## Your objective
From the entries, copy out every line in which the word "collect" is found.

________________

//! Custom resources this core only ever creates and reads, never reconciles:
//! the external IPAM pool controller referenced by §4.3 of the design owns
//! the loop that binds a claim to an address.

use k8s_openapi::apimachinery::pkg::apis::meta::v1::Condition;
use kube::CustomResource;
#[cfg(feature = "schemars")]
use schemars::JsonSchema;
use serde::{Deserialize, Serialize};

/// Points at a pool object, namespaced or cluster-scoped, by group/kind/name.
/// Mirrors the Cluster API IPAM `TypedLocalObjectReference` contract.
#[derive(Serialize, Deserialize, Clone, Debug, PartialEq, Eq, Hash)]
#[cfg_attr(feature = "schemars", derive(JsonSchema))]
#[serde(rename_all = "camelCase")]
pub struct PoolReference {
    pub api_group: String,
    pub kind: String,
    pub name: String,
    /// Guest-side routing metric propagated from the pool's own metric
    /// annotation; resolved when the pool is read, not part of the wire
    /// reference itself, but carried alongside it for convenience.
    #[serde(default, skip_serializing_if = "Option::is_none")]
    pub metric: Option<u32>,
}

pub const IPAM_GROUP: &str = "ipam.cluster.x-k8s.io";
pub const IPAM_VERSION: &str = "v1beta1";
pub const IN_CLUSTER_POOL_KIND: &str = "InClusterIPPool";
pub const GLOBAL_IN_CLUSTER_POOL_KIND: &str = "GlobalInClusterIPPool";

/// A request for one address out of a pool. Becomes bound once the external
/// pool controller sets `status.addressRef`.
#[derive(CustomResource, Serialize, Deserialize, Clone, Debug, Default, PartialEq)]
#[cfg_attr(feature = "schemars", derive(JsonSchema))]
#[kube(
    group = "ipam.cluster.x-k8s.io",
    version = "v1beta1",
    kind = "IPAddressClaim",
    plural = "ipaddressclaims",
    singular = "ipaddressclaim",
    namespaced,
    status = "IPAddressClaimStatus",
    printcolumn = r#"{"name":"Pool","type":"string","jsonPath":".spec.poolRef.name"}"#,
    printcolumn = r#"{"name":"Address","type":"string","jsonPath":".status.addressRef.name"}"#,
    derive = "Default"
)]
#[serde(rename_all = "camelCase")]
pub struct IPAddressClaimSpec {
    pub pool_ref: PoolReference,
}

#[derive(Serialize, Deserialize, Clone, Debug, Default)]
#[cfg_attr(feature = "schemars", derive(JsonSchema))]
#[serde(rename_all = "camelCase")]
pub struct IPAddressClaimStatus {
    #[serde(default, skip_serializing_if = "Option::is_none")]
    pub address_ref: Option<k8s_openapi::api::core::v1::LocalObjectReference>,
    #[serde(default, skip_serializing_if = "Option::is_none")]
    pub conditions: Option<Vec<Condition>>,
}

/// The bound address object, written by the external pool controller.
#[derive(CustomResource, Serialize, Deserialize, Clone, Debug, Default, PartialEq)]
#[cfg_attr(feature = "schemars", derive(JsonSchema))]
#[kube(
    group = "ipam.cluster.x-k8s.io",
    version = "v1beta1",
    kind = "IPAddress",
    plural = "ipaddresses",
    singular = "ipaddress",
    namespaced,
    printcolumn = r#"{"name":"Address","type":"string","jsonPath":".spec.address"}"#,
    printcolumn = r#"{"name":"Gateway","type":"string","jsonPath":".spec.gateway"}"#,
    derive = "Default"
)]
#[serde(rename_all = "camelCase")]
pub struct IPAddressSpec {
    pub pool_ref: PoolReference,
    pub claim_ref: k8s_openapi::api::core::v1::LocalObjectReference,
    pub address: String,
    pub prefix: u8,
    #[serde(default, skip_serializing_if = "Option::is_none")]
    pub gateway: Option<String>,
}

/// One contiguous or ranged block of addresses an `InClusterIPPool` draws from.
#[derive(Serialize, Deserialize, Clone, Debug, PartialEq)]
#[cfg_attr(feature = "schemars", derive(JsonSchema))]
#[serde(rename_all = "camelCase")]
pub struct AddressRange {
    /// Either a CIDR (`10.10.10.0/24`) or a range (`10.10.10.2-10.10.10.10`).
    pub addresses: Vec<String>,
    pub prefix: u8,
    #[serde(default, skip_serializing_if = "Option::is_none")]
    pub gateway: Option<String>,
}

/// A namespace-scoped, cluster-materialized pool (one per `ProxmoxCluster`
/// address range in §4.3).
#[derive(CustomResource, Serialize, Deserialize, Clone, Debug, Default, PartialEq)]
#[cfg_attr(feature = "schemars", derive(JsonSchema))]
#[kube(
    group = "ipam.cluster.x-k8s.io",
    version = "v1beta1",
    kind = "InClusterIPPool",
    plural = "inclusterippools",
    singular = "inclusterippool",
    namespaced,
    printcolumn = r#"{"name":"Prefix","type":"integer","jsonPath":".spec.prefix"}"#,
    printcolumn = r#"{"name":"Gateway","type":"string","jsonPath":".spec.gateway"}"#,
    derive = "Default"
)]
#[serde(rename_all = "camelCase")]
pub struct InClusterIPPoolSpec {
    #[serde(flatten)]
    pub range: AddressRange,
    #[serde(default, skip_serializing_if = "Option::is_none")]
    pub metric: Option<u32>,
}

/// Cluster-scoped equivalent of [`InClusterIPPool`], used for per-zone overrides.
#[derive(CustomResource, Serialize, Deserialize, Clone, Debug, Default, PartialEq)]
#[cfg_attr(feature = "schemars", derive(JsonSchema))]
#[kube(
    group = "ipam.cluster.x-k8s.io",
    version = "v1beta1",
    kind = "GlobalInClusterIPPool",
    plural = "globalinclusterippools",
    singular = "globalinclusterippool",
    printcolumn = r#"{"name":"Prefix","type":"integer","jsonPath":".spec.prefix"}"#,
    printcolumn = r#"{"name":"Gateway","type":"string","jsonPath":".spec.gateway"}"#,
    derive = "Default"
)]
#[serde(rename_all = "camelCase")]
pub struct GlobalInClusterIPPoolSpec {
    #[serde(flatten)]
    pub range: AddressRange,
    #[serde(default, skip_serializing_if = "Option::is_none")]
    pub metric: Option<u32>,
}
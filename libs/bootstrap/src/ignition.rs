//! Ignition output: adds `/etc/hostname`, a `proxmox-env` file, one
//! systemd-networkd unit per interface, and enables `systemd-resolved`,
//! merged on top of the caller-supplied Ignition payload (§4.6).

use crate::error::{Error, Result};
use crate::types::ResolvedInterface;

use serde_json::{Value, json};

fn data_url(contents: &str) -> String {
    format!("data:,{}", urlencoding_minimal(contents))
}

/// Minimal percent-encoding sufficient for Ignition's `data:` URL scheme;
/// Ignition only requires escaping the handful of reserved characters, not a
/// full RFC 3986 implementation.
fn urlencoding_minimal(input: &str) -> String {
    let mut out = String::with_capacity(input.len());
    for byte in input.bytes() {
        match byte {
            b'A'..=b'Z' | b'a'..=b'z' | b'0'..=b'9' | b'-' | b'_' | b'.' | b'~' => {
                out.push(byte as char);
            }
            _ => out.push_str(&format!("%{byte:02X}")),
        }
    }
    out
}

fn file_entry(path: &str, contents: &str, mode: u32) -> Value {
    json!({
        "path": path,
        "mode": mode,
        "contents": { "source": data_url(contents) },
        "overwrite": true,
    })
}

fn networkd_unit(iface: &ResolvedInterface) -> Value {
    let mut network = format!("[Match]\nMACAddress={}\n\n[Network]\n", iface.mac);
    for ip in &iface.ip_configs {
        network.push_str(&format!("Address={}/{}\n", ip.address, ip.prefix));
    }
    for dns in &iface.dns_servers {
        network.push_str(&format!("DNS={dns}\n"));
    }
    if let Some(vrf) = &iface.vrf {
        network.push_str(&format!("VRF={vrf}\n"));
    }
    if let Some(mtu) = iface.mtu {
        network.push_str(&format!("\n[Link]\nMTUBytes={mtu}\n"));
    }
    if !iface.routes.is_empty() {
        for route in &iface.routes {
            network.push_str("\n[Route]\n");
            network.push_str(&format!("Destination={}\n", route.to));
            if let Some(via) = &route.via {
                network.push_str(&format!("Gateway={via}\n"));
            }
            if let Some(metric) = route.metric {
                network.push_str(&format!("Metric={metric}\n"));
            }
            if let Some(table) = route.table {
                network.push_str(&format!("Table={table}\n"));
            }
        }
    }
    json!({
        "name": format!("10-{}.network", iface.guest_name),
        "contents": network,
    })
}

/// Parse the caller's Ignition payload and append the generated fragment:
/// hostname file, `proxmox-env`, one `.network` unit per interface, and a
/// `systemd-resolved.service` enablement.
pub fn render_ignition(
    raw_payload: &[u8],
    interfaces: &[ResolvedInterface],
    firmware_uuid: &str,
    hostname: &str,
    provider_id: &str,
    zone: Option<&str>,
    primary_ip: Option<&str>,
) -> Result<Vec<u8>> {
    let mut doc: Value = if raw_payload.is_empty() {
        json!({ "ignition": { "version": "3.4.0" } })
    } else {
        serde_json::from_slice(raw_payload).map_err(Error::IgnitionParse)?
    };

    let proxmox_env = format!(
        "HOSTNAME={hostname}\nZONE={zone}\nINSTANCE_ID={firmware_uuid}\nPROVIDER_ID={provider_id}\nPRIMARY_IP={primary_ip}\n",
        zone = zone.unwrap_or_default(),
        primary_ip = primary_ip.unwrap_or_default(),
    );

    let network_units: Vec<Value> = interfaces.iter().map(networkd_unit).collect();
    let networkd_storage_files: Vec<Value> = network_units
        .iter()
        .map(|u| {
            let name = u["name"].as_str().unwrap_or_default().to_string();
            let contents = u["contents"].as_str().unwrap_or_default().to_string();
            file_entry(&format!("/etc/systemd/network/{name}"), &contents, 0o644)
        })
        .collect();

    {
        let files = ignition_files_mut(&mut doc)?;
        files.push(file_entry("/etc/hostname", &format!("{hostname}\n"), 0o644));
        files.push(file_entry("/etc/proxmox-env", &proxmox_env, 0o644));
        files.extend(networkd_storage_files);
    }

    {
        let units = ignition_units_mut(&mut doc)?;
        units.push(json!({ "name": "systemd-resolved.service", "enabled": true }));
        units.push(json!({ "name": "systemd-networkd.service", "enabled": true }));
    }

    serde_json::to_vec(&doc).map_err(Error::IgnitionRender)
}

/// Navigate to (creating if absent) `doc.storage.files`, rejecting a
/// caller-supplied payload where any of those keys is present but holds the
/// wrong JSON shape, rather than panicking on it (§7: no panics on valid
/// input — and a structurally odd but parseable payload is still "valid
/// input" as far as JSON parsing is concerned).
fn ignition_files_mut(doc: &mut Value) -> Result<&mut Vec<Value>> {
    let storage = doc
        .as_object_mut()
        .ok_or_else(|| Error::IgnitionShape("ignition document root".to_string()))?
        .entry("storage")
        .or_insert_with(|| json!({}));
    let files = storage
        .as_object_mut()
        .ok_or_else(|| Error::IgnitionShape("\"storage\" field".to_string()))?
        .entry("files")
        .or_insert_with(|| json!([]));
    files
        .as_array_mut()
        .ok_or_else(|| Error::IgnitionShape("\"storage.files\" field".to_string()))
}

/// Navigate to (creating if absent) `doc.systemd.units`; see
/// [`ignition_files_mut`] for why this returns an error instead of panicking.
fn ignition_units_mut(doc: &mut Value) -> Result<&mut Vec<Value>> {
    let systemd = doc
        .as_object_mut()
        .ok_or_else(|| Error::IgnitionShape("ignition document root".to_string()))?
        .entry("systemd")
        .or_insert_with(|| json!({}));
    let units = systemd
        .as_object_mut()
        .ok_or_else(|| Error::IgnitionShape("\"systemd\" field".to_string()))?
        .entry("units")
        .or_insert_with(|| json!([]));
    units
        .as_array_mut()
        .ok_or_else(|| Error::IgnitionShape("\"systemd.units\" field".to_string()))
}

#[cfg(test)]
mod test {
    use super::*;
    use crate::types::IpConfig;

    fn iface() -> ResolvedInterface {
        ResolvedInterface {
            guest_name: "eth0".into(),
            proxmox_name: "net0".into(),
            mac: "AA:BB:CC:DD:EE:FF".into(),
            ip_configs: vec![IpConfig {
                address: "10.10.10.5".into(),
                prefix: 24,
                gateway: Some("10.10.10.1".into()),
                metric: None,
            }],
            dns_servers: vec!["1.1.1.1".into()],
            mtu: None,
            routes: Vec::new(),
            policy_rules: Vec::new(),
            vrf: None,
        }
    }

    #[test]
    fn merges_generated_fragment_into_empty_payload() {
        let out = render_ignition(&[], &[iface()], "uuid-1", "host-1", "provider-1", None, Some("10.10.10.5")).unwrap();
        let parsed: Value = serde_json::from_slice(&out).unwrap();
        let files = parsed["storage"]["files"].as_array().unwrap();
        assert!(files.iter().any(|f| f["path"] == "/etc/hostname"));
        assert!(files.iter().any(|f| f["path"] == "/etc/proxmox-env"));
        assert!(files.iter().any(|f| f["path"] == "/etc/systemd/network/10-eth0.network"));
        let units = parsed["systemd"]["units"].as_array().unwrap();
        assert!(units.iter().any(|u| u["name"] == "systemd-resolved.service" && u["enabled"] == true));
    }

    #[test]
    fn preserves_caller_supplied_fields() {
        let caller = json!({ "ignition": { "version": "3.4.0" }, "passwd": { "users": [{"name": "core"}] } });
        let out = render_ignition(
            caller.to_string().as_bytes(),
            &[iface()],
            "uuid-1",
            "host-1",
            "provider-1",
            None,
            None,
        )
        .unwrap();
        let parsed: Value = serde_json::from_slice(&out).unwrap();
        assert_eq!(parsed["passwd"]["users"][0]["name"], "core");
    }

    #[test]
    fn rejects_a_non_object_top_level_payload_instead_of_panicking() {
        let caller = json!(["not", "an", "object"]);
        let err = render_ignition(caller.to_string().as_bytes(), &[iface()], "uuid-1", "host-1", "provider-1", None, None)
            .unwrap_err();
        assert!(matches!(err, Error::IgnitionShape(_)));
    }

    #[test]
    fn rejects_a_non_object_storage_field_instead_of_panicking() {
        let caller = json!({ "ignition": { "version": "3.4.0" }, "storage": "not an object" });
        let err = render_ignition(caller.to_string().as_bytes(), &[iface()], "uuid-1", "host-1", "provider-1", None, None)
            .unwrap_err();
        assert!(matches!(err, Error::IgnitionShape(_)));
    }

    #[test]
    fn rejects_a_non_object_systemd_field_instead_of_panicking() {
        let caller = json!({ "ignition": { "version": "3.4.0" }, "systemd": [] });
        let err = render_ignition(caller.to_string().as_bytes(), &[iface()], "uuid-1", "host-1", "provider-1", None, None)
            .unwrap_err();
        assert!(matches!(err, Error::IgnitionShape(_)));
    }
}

________________

## Problem solution
    let network_units: Vec<Value> = interfaces.iter().map(networkd_unit).collect();
        .collect();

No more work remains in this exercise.